During a series of racial incidents that took place on campus in 2011, MSU’s Black Student Alliance gave a list of demands to the university, and a new center was top of the list.

“We wanted a common space where all of us could sit together and discuss collaborative events like Spartan Remix, Cultural Remix and any other event where all four organizations corporate together and we needed a large seating space,” Zarco said.

The transition and construction process started at the beginning of the 2013 summer and the final touches are still in process, Associate Director of Office of Cultural and Academic Training Maggie Chen Hernandez said.

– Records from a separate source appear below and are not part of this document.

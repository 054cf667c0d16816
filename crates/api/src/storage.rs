use std::collections::HashMap;
use std::sync::{Arc, Mutex, MutexGuard};

/// Durable key/value storage for the session tokens.
///
/// Implementations use interior mutability so a store can be cloned into
/// several clients and event handlers.
pub trait TokenStore: Clone {
    fn get(&self, key: &str) -> Option<String>;
    fn set(&self, key: &str, value: &str);
    fn remove(&self, key: &str);
}

/// In-process store. Used natively and in tests.
#[derive(Debug, Clone, Default)]
pub struct MemoryTokenStore {
    entries: Arc<Mutex<HashMap<String, String>>>,
}

impl MemoryTokenStore {
    pub fn new() -> Self {
        Self::default()
    }

    pub fn len(&self) -> usize {
        self.entries().len()
    }

    pub fn is_empty(&self) -> bool {
        self.len() == 0
    }

    /// Lock the map. A writer that panicked mid-update leaves the lock
    /// poisoned; the map itself is still whole, so keep using it.
    fn entries(&self) -> MutexGuard<'_, HashMap<String, String>> {
        self.entries.lock().unwrap_or_else(|poisoned| {
            tracing::warn!("token store lock was poisoned, recovering");
            poisoned.into_inner()
        })
    }
}

impl TokenStore for MemoryTokenStore {
    fn get(&self, key: &str) -> Option<String> {
        self.entries().get(key).cloned()
    }

    fn set(&self, key: &str, value: &str) {
        self.entries().insert(key.to_string(), value.to_string());
    }

    fn remove(&self, key: &str) {
        self.entries().remove(key);
    }
}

The center is not officially fully functioning but will provide as many resources to students as possible.

“With the new center, we hope in the future there’s a lot more focus in the interaction of various cultural communities coming together,” Chen Hernandez said.

Moving the Multicultural Center from the basement to the second floor reflects MSU’s goal of diversity and inclusion, Chen Hernandez said.

Women’s and gender studies senior Travis Lunsford, a member of MSU’s LGBTA, said the new space will serve as a new beginning for MSU’s COPS and CORES groups on campus.

“I am very pleased with the amount of student voice that went in to creating the new space,” Lunsford said. “Meetings were held last year in which students discussed with the architects their needs of the space, and the architects and administration made sure to accommodate as many of those needs as they could.”